_Exercise aim:_
Copy every record exactly as it appears in the data below.
(The records Opens)
use taskbox_core::{
    order_for_display, render_task_list, EmptyState, RenderMode, Task, TaskActions, TaskId,
    TaskListProps, TaskListView, TaskState, LOADING_ROW_COUNT,
};

const STATES: [TaskState; 3] = [TaskState::Inbox, TaskState::Pinned, TaskState::Archived];

fn task(id: &str, state: TaskState) -> Task {
    Task::new(TaskId::new(id).unwrap(), format!("Task {id}")).with_state(state)
}

fn ids(view: &TaskListView) -> Vec<String> {
    view.items()
        .iter()
        .map(|item| item.id.to_string())
        .collect()
}

#[test]
fn pinned_task_moves_to_front() {
    let tasks = vec![
        task("1", TaskState::Inbox),
        task("2", TaskState::Pinned),
        task("3", TaskState::Inbox),
    ];
    let view = render_task_list(&TaskListProps::new(&tasks, TaskActions::noop()));

    assert_eq!(view.mode(), RenderMode::Listing);
    assert_eq!(ids(&view), vec!["2", "1", "3"]);
}

#[test]
fn empty_tasks_render_empty_state() {
    let view = render_task_list(&TaskListProps::new(&[], TaskActions::noop()));

    assert_eq!(view, TaskListView::Empty(EmptyState::default()));
    assert!(view.items().is_empty());
}

#[test]
fn loading_renders_six_placeholders_regardless_of_tasks() {
    let tasks = vec![task("1", TaskState::Pinned), task("2", TaskState::Inbox)];
    for input in [&tasks[..], &[][..]] {
        let view = render_task_list(&TaskListProps::new(input, TaskActions::noop()).loading(true));
        match &view {
            TaskListView::Loading(rows) => assert_eq!(rows.len(), LOADING_ROW_COUNT),
            other => panic!("expected loading placeholders, got {other:?}"),
        }
        assert!(view.items().is_empty());
    }
}

#[test]
fn placeholder_modes_never_dispatch() {
    let (actions, log) = TaskActions::recording();
    let tasks = vec![task("1", TaskState::Inbox)];
    render_task_list(&TaskListProps::new(&tasks, actions.clone()).loading(true));
    render_task_list(&TaskListProps::new(&[], actions));
    assert!(log.is_empty());
}

#[test]
fn display_order_is_a_stable_partition_for_all_small_inputs() {
    for len in 1..=5usize {
        let combos = STATES.len().pow(len as u32);
        for code in 0..combos {
            let mut rest = code;
            let tasks = (0..len)
                .map(|index| {
                    let state = STATES[rest % STATES.len()];
                    rest /= STATES.len();
                    task(&index.to_string(), state)
                })
                .collect::<Vec<_>>();

            let expected = tasks
                .iter()
                .filter(|task| task.is_pinned())
                .chain(tasks.iter().filter(|task| !task.is_pinned()))
                .map(|task| task.id.to_string())
                .collect::<Vec<_>>();

            let ordered = order_for_display(&tasks)
                .into_iter()
                .map(|task| task.id.to_string())
                .collect::<Vec<_>>();
            assert_eq!(ordered, expected, "order mismatch for {tasks:?}");

            let view = render_task_list(&TaskListProps::new(&tasks, TaskActions::noop()));
            assert_eq!(ids(&view), expected);
        }
    }
}

#[test]
fn rendering_twice_is_identical() {
    let tasks = vec![
        task("1", TaskState::Archived),
        task("2", TaskState::Pinned),
        task("3", TaskState::Inbox),
    ];
    let actions = TaskActions::noop();
    for loading in [false, true] {
        let props = TaskListProps::new(&tasks, actions.clone()).loading(loading);
        assert_eq!(render_task_list(&props), render_task_list(&props));
    }
}

#[test]
fn rows_forward_pin_and_archive_to_caller() {
    let tasks = vec![task("a", TaskState::Archived), task("b", TaskState::Inbox)];
    let (actions, log) = TaskActions::recording();
    let view = render_task_list(&TaskListProps::new(&tasks, actions));

    let items = view.items();
    assert!(items[0].pin.is_none());
    items[0].archive.activate();
    items[1].pin.as_ref().unwrap().activate();

    let names = log
        .entries()
        .iter()
        .map(|intent| format!("{}:{}", intent.name(), intent.task_id()))
        .collect::<Vec<_>>();
    assert_eq!(names, vec!["archive:a", "pin:b"]);
}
(The records Closes)
_Task response:_
use taskbox_core::{
    order_for_display, render_task_list, EmptyState, RenderMode, Task, TaskActions, TaskId,
    TaskListProps, TaskListView, TaskState, LOADING_ROW_COUNT,
};

const STATES: [TaskState; 3] = [TaskState::Inbox, TaskState::Pinned, TaskState::Archived];

fn task(id: &str, state: TaskState) -> Task {
    Task::new(TaskId::new(id).unwrap(), format!("Task {id}")).with_state(state)
}

fn ids(view: &TaskListView) -> Vec<String> {
    view.items()
        .iter()
        .map(|item| item.id.to_string())
        .collect()
}

#[test]
fn pinned_task_moves_to_front() {
    let tasks = vec![
        task("1", TaskState::Inbox),
        task("2", TaskState::Pinned),
        task("3", TaskState::Inbox),
    ];
    let view = render_task_list(&TaskListProps::new(&tasks, TaskActions::noop()));

    assert_eq!(view.mode(), RenderMode::Listing);
    assert_eq!(ids(&view), vec!["2", "1", "3"]);
}

#[test]
fn empty_tasks_render_empty_state() {
    let view = render_task_list(&TaskListProps::new(&[], TaskActions::noop()));

    assert_eq!(view, TaskListView::Empty(EmptyState::default()));
    assert!(view.items().is_empty());
}

#[test]
fn loading_renders_six_placeholders_regardless_of_tasks() {
    let tasks = vec![task("1", TaskState::Pinned), task("2", TaskState::Inbox)];
    for input in [&tasks[..], &[][..]] {
        let view = render_task_list(&TaskListProps::new(input, TaskActions::noop()).loading(true));
        match &view {
            TaskListView::Loading(rows) => assert_eq!(rows.len(), LOADING_ROW_COUNT),
            other => panic!("expected loading placeholders, got {other:?}"),
        }
        assert!(view.items().is_empty());
    }
}

#[test]
fn placeholder_modes_never_dispatch() {
    let (actions, log) = TaskActions::recording();
    let tasks = vec![task("1", TaskState::Inbox)];
    render_task_list(&TaskListProps::new(&tasks, actions.clone()).loading(true));
    render_task_list(&TaskListProps::new(&[], actions));
    assert!(log.is_empty());
}

#[test]
fn display_order_is_a_stable_partition_for_all_small_inputs() {
    for len in 1..=5usize {
        let combos = STATES.len().pow(len as u32);
        for code in 0..combos {
            let mut rest = code;
            let tasks = (0..len)
                .map(|index| {
                    let state = STATES[rest % STATES.len()];
                    rest /= STATES.len();
                    task(&index.to_string(), state)
                })
                .collect::<Vec<_>>();

            let expected = tasks
                .iter()
                .filter(|task| task.is_pinned())
                .chain(tasks.iter().filter(|task| !task.is_pinned()))
                .map(|task| task.id.to_string())
                .collect::<Vec<_>>();

            let ordered = order_for_display(&tasks)
                .into_iter()
                .map(|task| task.id.to_string())
                .collect::<Vec<_>>();
            assert_eq!(ordered, expected, "order mismatch for {tasks:?}");

            let view = render_task_list(&TaskListProps::new(&tasks, TaskActions::noop()));
            assert_eq!(ids(&view), expected);
        }
    }
}

#[test]
fn rendering_twice_is_identical() {
    let tasks = vec![
        task("1", TaskState::Archived),
        task("2", TaskState::Pinned),
        task("3", TaskState::Inbox),
    ];
    let actions = TaskActions::noop();
    for loading in [false, true] {
        let props = TaskListProps::new(&tasks, actions.clone()).loading(loading);
        assert_eq!(render_task_list(&props), render_task_list(&props));
    }
}

#[test]
fn rows_forward_pin_and_archive_to_caller() {
    let tasks = vec![task("a", TaskState::Archived), task("b", TaskState::Inbox)];
    let (actions, log) = TaskActions::recording();
    let view = render_task_list(&TaskListProps::new(&tasks, actions));

    let items = view.items();
    assert!(items[0].pin.is_none());
    items[0].archive.activate();
    items[1].pin.as_ref().unwrap().activate();

    let names = log
        .entries()
        .iter()
        .map(|intent| format!("{}:{}", intent.name(), intent.task_id()))
        .collect::<Vec<_>>();
    assert_eq!(names, vec!["archive:a", "pin:b"]);
}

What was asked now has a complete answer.